## EXERCISE
Give back an exact copy of the lines in the records below, from the line that has "fn analysis_updated(&mut self)" through the line that has "let mut session", and nothing besides.
** Opening ENTRIES SHOWN block **
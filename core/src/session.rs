use core::cell::RefCell;
use core::time::Duration;
use web_time::Instant;

use crate::*;

/// Game clock: starts on the first reveal, freezes when the game ends.
#[derive(Clone, Debug, Default)]
struct GameClock {
    started: Option<Instant>,
    frozen: Option<Duration>,
}

impl GameClock {
    fn start(&mut self) {
        if self.started.is_none() {
            self.started = Some(Instant::now());
        }
    }

    fn stop(&mut self) {
        if self.frozen.is_none() {
            self.frozen = Some(self.elapsed());
        }
    }

    fn is_running(&self) -> bool {
        self.started.is_some() && self.frozen.is_none()
    }

    fn elapsed(&self) -> Duration {
        self.frozen
            .or_else(|| self.started.map(|started| started.elapsed()))
            .unwrap_or_default()
    }
}

#[derive(Copy, Clone, Debug)]
struct Checkpoint {
    status: GameStatus,
    mines_left: i32,
}

/// One game: the engine, its analysis overlay and the warp state, plus the
/// signals the UI has not picked up yet.
#[derive(Clone, Debug)]
pub struct GameSession {
    config: SessionConfig,
    template: MinePlacement,
    round: u64,
    engine: PlayEngine,
    analysis: AnalysisOrchestrator,
    warp: WarpEngine,
    events: EventQueue,
    board_generation: u64,
    clock: GameClock,
}

impl GameSession {
    pub fn new(config: SessionConfig) -> Self {
        let template = MinePlacement::Random { seed: config.seed };
        Self::with_placement(config, template)
    }

    /// A preset layout also decides the board size and mine count.
    ///
    /// Preset mines are used as given, so unlike a random deal the first
    /// reveal may hit one. Meant for puzzles, replays and tests.
    pub fn with_placement(config: SessionConfig, template: MinePlacement) -> Self {
        let engine = Self::build_engine(&config, template.clone(), 0);
        Self {
            config,
            template,
            round: 0,
            engine,
            analysis: AnalysisOrchestrator::new(),
            warp: WarpEngine::new(),
            events: EventQueue::default(),
            board_generation: 0,
            clock: GameClock::default(),
        }
    }

    fn build_engine(config: &SessionConfig, template: MinePlacement, round: u64) -> PlayEngine {
        let (game, placement) = match template {
            MinePlacement::Random { seed } => (
                config.game(),
                MinePlacement::Random {
                    seed: seed.wrapping_add(round),
                },
            ),
            MinePlacement::Preset(layout) => (
                GameConfig::new_unchecked(layout.size(), layout.mine_count()),
                MinePlacement::Preset(layout),
            ),
        };

        let engine = PlayEngine::new(game, placement);
        match config.variant {
            GameVariant::Classic => engine,
            GameVariant::Warp => engine.with_energy(EnergySpawner::new(
                config.warp.clone(),
                config.seed.wrapping_add(round).rotate_left(17),
            )),
        }
    }

    /// Throws the board away and deals a new one with the same settings.
    pub fn restart(&mut self) {
        self.round += 1;
        self.engine = Self::build_engine(&self.config, self.template.clone(), self.round);
        self.analysis.turn_off();
        self.warp = WarpEngine::new();
        self.clock = GameClock::default();
        self.board_generation += 1;
        self.events.push(SessionEvent::BoardMutated);
        self.events.push(SessionEvent::FlagsChanged {
            mines_left: self.engine.mines_left(),
        });
        self.events.push(SessionEvent::EnergyChanged { pool: 0.0 });
    }

    pub fn config(&self) -> &SessionConfig {
        &self.config
    }

    pub fn engine(&self) -> &PlayEngine {
        &self.engine
    }

    pub fn status(&self) -> GameStatus {
        self.engine.status()
    }

    pub fn warp(&self) -> &WarpEngine {
        &self.warp
    }

    pub fn board_generation(&self) -> u64 {
        self.board_generation
    }

    pub fn elapsed(&self) -> Duration {
        self.clock.elapsed()
    }

    pub fn drain_events(&mut self) -> Vec<SessionEvent> {
        self.events.drain()
    }

    pub fn reveal(&mut self, coords: Coord2) -> RevealOutcome {
        if self.warp.phase() != WarpPhase::Inactive {
            log::debug!("Reveal ignored in warp mode");
            return RevealOutcome::NoChange;
        }
        let before = self.checkpoint();
        let outcome = self.engine.reveal(coords).unwrap_or_else(|err| {
            log::debug!("Reveal at {coords:?} ignored: {err}");
            RevealOutcome::NoChange
        });
        self.settle(before, outcome.has_update());
        outcome
    }

    pub fn chord(&mut self, coords: Coord2) -> RevealOutcome {
        if self.warp.phase() != WarpPhase::Inactive {
            log::debug!("Chord ignored in warp mode");
            return RevealOutcome::NoChange;
        }
        let before = self.checkpoint();
        let outcome = self.engine.chord(coords).unwrap_or_else(|err| {
            log::debug!("Chord at {coords:?} ignored: {err}");
            RevealOutcome::NoChange
        });
        self.settle(before, outcome.has_update());
        outcome
    }

    pub fn toggle_flag(&mut self, coords: Coord2) -> MarkOutcome {
        if self.warp.phase() != WarpPhase::Inactive {
            log::debug!("Flag ignored in warp mode");
            return MarkOutcome::NoChange;
        }
        let before = self.checkpoint();
        let outcome = self.engine.toggle_flag(coords).unwrap_or_else(|err| {
            log::debug!("Flag at {coords:?} ignored: {err}");
            MarkOutcome::NoChange
        });
        self.settle(before, outcome.has_update());
        outcome
    }

    /// Picks up energy from a revealed cell into the pool. Works in warp mode too.
    pub fn collect_energy(&mut self, coords: Coord2) -> f64 {
        if self.config.variant != GameVariant::Warp {
            return 0.0;
        }
        let amount = self.engine.collect_energy(coords).unwrap_or_else(|err| {
            log::debug!("Energy pickup at {coords:?} ignored: {err}");
            0.0
        });
        if amount > 0.0 {
            self.warp.deposit(amount);
            self.events.push(SessionEvent::EnergyChanged {
                pool: self.warp.pool(),
            });
        }
        amount
    }

    /// Pushes a timer tick while the clock runs. Returns whole elapsed seconds.
    pub fn tick(&mut self) -> u64 {
        let elapsed_secs = self.clock.elapsed().as_secs();
        if self.clock.is_running() {
            self.events.push(SessionEvent::TimerTick { elapsed_secs });
        }
        elapsed_secs
    }

    pub fn toggle_analysis(&mut self) -> Result<bool, AnalysisRefusal> {
        let readiness = match self.engine.status() {
            GameStatus::NotStarted => Err(AnalysisRefusal::NotStarted),
            GameStatus::Won | GameStatus::Lost => Err(AnalysisRefusal::GameOver),
            GameStatus::InProgress => Ok(()),
        };
        let result = self.analysis.toggle(readiness);
        self.report(&result);
        result
    }

    pub fn toggle_endgame(&mut self) -> Result<bool, AnalysisRefusal> {
        let result = self.analysis.toggle_endgame();
        self.report(&result);
        result
    }

    pub fn toggle_warp_mode(&mut self) -> Result<bool, WarpError> {
        let result = self.check_warp_variant().and_then(|()| match self.warp.phase() {
            WarpPhase::Inactive => self.warp.enter(self.engine.status()).map(|()| true),
            WarpPhase::Staging | WarpPhase::Committing => self.warp.exit().map(|()| false),
        });
        if let Err(err) = &result {
            self.events.alert(err);
        }
        result
    }

    /// Stages, replaces or clears the warp intent. Returns what is staged afterwards.
    pub fn stage_warp(
        &mut self,
        coords: Coord2,
        outcome: WarpOutcome,
    ) -> Result<Option<WarpIntent>, WarpError> {
        self.check_warp_variant()?;
        let Ok(coords) = self.engine.board().validate_coords(coords) else {
            log::debug!("Warp target {coords:?} outside the board");
            return Ok(self.warp.intent());
        };
        let visibility = self.engine.cell_at(coords).visibility;
        self.warp.stage(WarpIntent::new(coords, outcome), visibility)
    }

    /// Locks the staged intent and copies what the planner needs.
    pub fn begin_warp(&mut self) -> Result<WarpSnapshot, WarpError> {
        self.check_warp_variant()?;
        if self.engine.is_finished() {
            return Err(WarpError::GameOver);
        }
        let intent = self.warp.begin_commit()?;
        Ok(WarpSnapshot {
            board: self.engine.board().clone(),
            intent,
            pool: self.warp.pool(),
            board_generation: self.board_generation,
            seed: self
                .config
                .seed
                .wrapping_add(self.round)
                .wrapping_add(self.board_generation),
        })
    }

    /// Applies a finished plan, or puts the intent back on failure.
    pub fn finish_warp(&mut self, plan: Result<WarpPlan, WarpError>) -> Result<RevealOutcome, WarpError> {
        let result = plan.and_then(|plan| self.apply_warp(plan));
        if let Err(err) = &result {
            log::debug!("Warp refused: {err}");
            self.warp.abort_commit();
            self.events.alert(err);
        }
        result
    }

    fn apply_warp(&mut self, plan: WarpPlan) -> Result<RevealOutcome, WarpError> {
        if plan.board_generation != self.board_generation || self.engine.is_finished() {
            return Err(WarpError::Stale);
        }

        let before = self.checkpoint();
        if let Some(layout) = &plan.layout {
            self.engine.rewrite_mines(layout).map_err(|err| {
                log::error!("Warp layout rejected: {err}");
                WarpError::Stale
            })?;
        }

        let coords = plan.intent.coords;
        let outcome = match plan.intent.outcome {
            WarpOutcome::Safe => {
                if self.engine.cell_at(coords).visibility == Visibility::Flagged {
                    self.engine.toggle_flag(coords).map_err(|_| WarpError::Stale)?;
                }
                self.engine.reveal(coords).map_err(|_| WarpError::Stale)?
            }
            WarpOutcome::Mine => {
                self.engine.mark_flagged(coords).map_err(|_| WarpError::Stale)?;
                RevealOutcome::Revealed
            }
        };

        log::debug!("Warp committed at {:?} for {}", coords, plan.cost);
        self.warp.finish_commit(plan.cost);
        self.events.push(SessionEvent::EnergyChanged {
            pool: self.warp.pool(),
        });
        self.settle(before, true);
        Ok(outcome)
    }

    pub fn view(&self) -> BoardView {
        let (rows, cols) = self.engine.size();
        let intent = self
            .warp
            .intent()
            .filter(|_| self.warp.phase() != WarpPhase::Inactive);

        let cells = self
            .engine
            .board()
            .iter_cells()
            .map(|(coords, cell)| {
                let revealed = cell.visibility.is_revealed();
                let mut view = CellView {
                    visibility: cell.visibility,
                    count: cell.displayed_count(),
                    mine: revealed && cell.is_mine(),
                    triggered: self.engine.triggered_mine() == Some(coords),
                    warp_intent: intent
                        .filter(|intent| intent.coords == coords)
                        .map(|intent| intent.outcome),
                    energy: cell.warp_energy,
                    ..Default::default()
                };
                mark_analysis(&mut view, coords, &self.analysis);
                view
            })
            .collect();

        BoardView {
            rows,
            cols,
            cells,
            status: self.engine.status(),
            mines_left: self.engine.mines_left(),
            elapsed_secs: self.clock.elapsed().as_secs(),
            energy_pool: (self.config.variant == GameVariant::Warp).then_some(self.warp.pool()),
            warp_phase: self.warp.phase(),
            analysis_phase: self.analysis.phase(),
            endgame_mode: self.analysis.endgame_mode(),
            win_probability: self.analysis.endgame().win_probability,
        }
    }

    fn check_warp_variant(&self) -> Result<(), WarpError> {
        match self.config.variant {
            GameVariant::Warp => Ok(()),
            GameVariant::Classic => Err(WarpError::NotAvailable),
        }
    }

    fn checkpoint(&self) -> Checkpoint {
        Checkpoint {
            status: self.engine.status(),
            mines_left: self.engine.mines_left(),
        }
    }

    /// Raises the signals implied by a move and handles the start and end of the game.
    fn settle(&mut self, before: Checkpoint, changed: bool) {
        let status = self.engine.status();
        if !before.status.is_started() && status.is_started() {
            self.clock.start();
        }

        if self.engine.mines_left() != before.mines_left {
            self.events.push(SessionEvent::FlagsChanged {
                mines_left: self.engine.mines_left(),
            });
        }

        if changed {
            self.board_generation += 1;
            self.analysis.invalidate();
            self.events.push(SessionEvent::BoardMutated);
        }

        if !before.status.is_finished() && status.is_finished() {
            self.clock.stop();
            self.analysis.turn_off();
            self.warp.force_inactive();
            let outcome = match status {
                GameStatus::Won => GameOutcome::Won,
                _ => GameOutcome::Lost,
            };
            self.events.push(SessionEvent::GameOver {
                outcome,
                elapsed_secs: self.clock.elapsed().as_secs(),
            });
            self.events.push(SessionEvent::AnalysisUpdated);
        }
    }

    fn report<T>(&mut self, result: &Result<T, AnalysisRefusal>) {
        match result {
            Ok(_) => self.events.push(SessionEvent::AnalysisUpdated),
            Err(refusal) => self.events.alert(refusal),
        }
    }
}

impl AnalysisHost for GameSession {
    fn analysis(&self) -> &AnalysisOrchestrator {
        &self.analysis
    }

    fn analysis_mut(&mut self) -> &mut AnalysisOrchestrator {
        &mut self.analysis
    }

    fn analysis_query(&self) -> Option<BoardQuery> {
        if self.engine.status() != GameStatus::InProgress {
            return None;
        }
        let query = BoardQuery::from_board(self.engine.board(), self.config.analysis.flag_semantics);
        query.has_hidden_cells().then_some(query)
    }

    fn analysis_updated(&mut self) {
        forward_notices(&mut self.analysis, &mut self.events);
    }
}

/// Plans and applies the staged warp. The session is only borrowed before and
/// after the solver calls.
pub async fn commit_warp<S>(session: &RefCell<GameSession>, solver: &S) -> Result<RevealOutcome, WarpError>
where
    S: MineSolver + ?Sized,
{
    let snapshot = {
        let mut session = session.borrow_mut();
        let snapshot = session.begin_warp();
        if let Err(err) = &snapshot {
            session.events.alert(err);
        }
        snapshot?
    };
    let plan = plan_warp(&snapshot, solver).await;
    session.borrow_mut().finish_warp(plan)
}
** Closing ENTRIES SHOWN block **
## SOLUTION TO THIS TASK
    fn analysis_updated(&mut self) {
        forward_notices(&mut self.analysis, &mut self.events);
    }
}

/// Plans and applies the staged warp. The session is only borrowed before and
/// after the solver calls.
pub async fn commit_warp<S>(session: &RefCell<GameSession>, solver: &S) -> Result<RevealOutcome, WarpError>
where
    S: MineSolver + ?Sized,
{
    let snapshot = {
        let mut session = session.borrow_mut();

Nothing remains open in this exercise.